China had about half of the world’s Bitcoin mining operations. After the flash ban, these operations moved to other countries that were more welcoming to Bitcoin mining. However, moving to a suitable geographic location was not the only thing to consider. They knew that wherever they went, regardless of how welcoming the country was, environmental concerns would eventually catch up with them. So many mining companies began looking for sustainable energy sources for their mining operations.

For example, Texas was a city that welcomed miners with open arms. But the city also encouraged miners to experiment with alternative energy sources like wind and solar. They wanted mining companies to set up operations using these sustainable energy sources. Mining companies were also happy to find alternative energy sources as it would change their public perception and allow them to operate efficiently without the restrictions of legislators.

One example is the Houston-based technology company Lancium. Last year, they announced that they would invest $150 million in renewable energy mining plants in 2022.

Invest in green crypto

Investing in green cryptocurrencies can be as simple as choosing a coin that does not use the PoW consensus mechanism, as it is the main culprit behind staggering levels of power consumption. But there are also many currencies that have also incorporated renewable energies into their work model.

Some of these cryptos are:

Cardano: The Cardano network was founded by one of the co-founders of the Ethereum network, Charles Hoskinson. It is one of the best known PoS cryptocurrencies on the market. Unlike PoW blockchains, Cardano does not require immense computational power. It only requires users to dedicate a small amount of the blockchain’s native currency to qualify as miners and mint new coins. This not only makes it less power consuming, but also makes it much easier to scale.

Nano: Founded in 2015, the Nano network aims to provide a sustainable digital payment system for its users. Instead of mining, the network is based on a “blockchain network” technology that creates chains of user blocks for everyone on the Nano network. The amount of power needed to confirm transactions in blocks is so low that it can be compared to the power consumption levels of a common computer. As such, its carbon footprint is almost negligible.

Stellar Lumens: Stellar Lumens is an open source blockchain platform that facilitates a global payment system similar to Ripple. What is unique about Stellar Lumens is that it uses a consensus model that is not only green, but also faster than PoS and PoW. It uses a group of trusted default nodes to verify transactions.

chia: The chia network was created by Bram Cohen, founder of the famous peer-to-peer software download platform, BitTorrent. It uses the unique proof-of-space consensus mechanism that uses computer hard drives and laptops to mine Chia coins. Unlike Bitcoin, it does not use a computer’s processors, leading to lower power consumption.

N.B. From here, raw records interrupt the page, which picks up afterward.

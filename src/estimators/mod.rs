//! Estimator library: the five supported algorithm families.
//!
//! Each estimator is a plain serde-serializable struct over ndarray inputs,
//! so trained models can be embedded in archives as-is. The request handlers
//! only touch the documented attribute surface (coefficients, importances,
//! centroids, per-stage scores); fitting internals stay private.

pub mod decision_tree;
pub mod gradient_boosting;
pub mod kmeans;
pub mod linear;
pub mod logistic;
pub mod random_forest;

pub use decision_tree::{Criterion, DecisionTree, TreeNode};
pub use gradient_boosting::GradientBoostingRegressor;
pub use kmeans::KMeans;
pub use linear::LinearRegression;
pub use logistic::LogisticRegression;
pub use random_forest::RandomForestClassifier;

Algorithm: Algorand is the first pure PoS blockchain. And according to Globe Live Media Finance, Algorand is also one of the first carbon-negative blockchains. The network has established a smart contract that automatically deducts a portion of each transaction fee and sends it to a self-sustainability fund that will be used to cover carbon offset activities. The Algorand blockchain has also found various use cases across industries, making it a viable investment for many.